It’s no surprise that the events of 9/11 changed the world. We who live in the U.S., protected from the worst horrors of two worlds wars, realized that a whole new war could – and suddenly had been – brought to our shores.

That realization is what gives “The Brave One,” the revenge flick starring Jodie Foster that opened Friday, special meaning. The whole film can be seen in that context, as an ordinary person’s realization that the world isn’t as safe she had previously thought.

Why then, though, is the film so similar to Michael Winner’s 1974 film “Death Wish”? If “The Brave One” – and I’m still not sure what that title is supposed to mean – were trying merely to make a statement about the paralyzing nature of fear, that would be one thing. Following 9/11, politicians have made entire careers on playing up that fear. And we in the media have written story after story that make the danger underlying that fear seem more real than it truly is.

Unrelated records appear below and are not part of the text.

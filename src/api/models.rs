// Copyright (c) 2024-2026 Martin Schröder <info@swedishembedded.com>
//
// SPDX-License-Identifier: Apache-2.0
//! `GET /v1/models` — OpenAI-compatible model listing.
//!
//! Built from upstream model discovery when an account is available,
//! falling back to the static set of supported models.  The
//! `model_mapping` config hides models and adds aliases.

use std::collections::BTreeSet;

use axum::{extract::State, response::Json};

use switchboard_protocol::openai::ModelList;
use switchboard_upstream::AccountCredential;

use crate::server::AppState;

/// Models always advertised, even before the first upstream discovery.
const STATIC_MODELS: &[&str] = &[
    "gemini-3-pro-preview",
    "gemini-2.5-pro",
    "gemini-2.5-flash",
    "claude-sonnet-4-5",
    "claude-sonnet-4-5-thinking",
    "gpt-oss-120b",
];

pub async fn list(State(state): State<AppState>) -> Json<ModelList> {
    let mut ids: BTreeSet<String> = STATIC_MODELS.iter().map(|m| m.to_string()).collect();

    if let Some(discovered) = discover(&state).await {
        ids.extend(discovered);
    }

    // Apply mapping config: hidden models disappear, aliases appear.
    for (model, entry) in &state.config.model_mapping {
        if entry.hidden {
            ids.remove(model);
        }
        if let Some(alias) = &entry.alias {
            ids.insert(alias.clone());
        }
    }

    let created = chrono::Utc::now().timestamp().max(0) as u64;
    Json(ModelList::new(ids.into_iter().collect(), created))
}

/// Try upstream discovery through the first account that has a cached
/// project id.  Discovery is best-effort; listing never fails.
async fn discover(state: &AppState) -> Option<Vec<String>> {
    let dispatcher = &state.dispatcher;
    let account = dispatcher
        .pool
        .accounts()
        .into_iter()
        .find(|a| a.enabled && !a.invalid && a.project_id.is_some())?;

    let credential = AccountCredential {
        refresh_token: account.credential.refresh_token.clone(),
        api_key: account.credential.api_key.clone(),
    };
    let token = dispatcher
        .tokens
        .bearer_token(&account.email, &credential)
        .await
        .ok()?;
    let project = account.project_id.as_deref()?;
    let quotas = dispatcher
        .upstream
        .fetch_available_models(&token, project)
        .await
        .ok()?;

    // Filter to families this proxy can actually translate for.
    Some(
        quotas
            .into_iter()
            .map(|q| q.model)
            .filter(|m| {
                let id = m.to_ascii_lowercase();
                id.contains("gemini") || id.contains("claude") || id.contains("gpt")
            })
            .collect(),
    )
}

Can you say weapons of mass destruction?

But “The Brave One” uses the fear as a starting point. It devolves quickly enough into a glorification of vigilantism. It plays up the unresponsiveness of the legal system, how technicalities – otherwise known as Constitutional rights – often protect villains from prosecution. And it shows how one “brave” citizen takes matters into her own hands.

Not that it’s an easy decision. She does agonize over putting bullets into various body parts (though mainly heads). Yet she gets hold of a pistol fairly easily, and she learns to use it with less than five seconds of instruction – both circumstances that aren’t particularly believable.

Then, of course, the gun initially saves her life. Next, it saves her from rape – and possibly worse. So the world seems to be telling her something: Use the gun to right the wrongs that have been done to you and yours.

That’s disturbing. And easy. In the end, “The Brave One” is a well-made, well-acted (by Foster and by Terrence Howard as a homicide investigator) bit of fear-mongering manipulation that is as wrong-headed as it is cynical about the very nature of life itself.

Sure there’s a lot to be afraid of in today’s world. But the brave person endures despite such fear. He/she doesn’t give in to it and, in the process, become a part of the problem.

That would be a brave position for a film to take. But it likely wouldn’t make any money. Gunplay sells. Common sense doesn’t.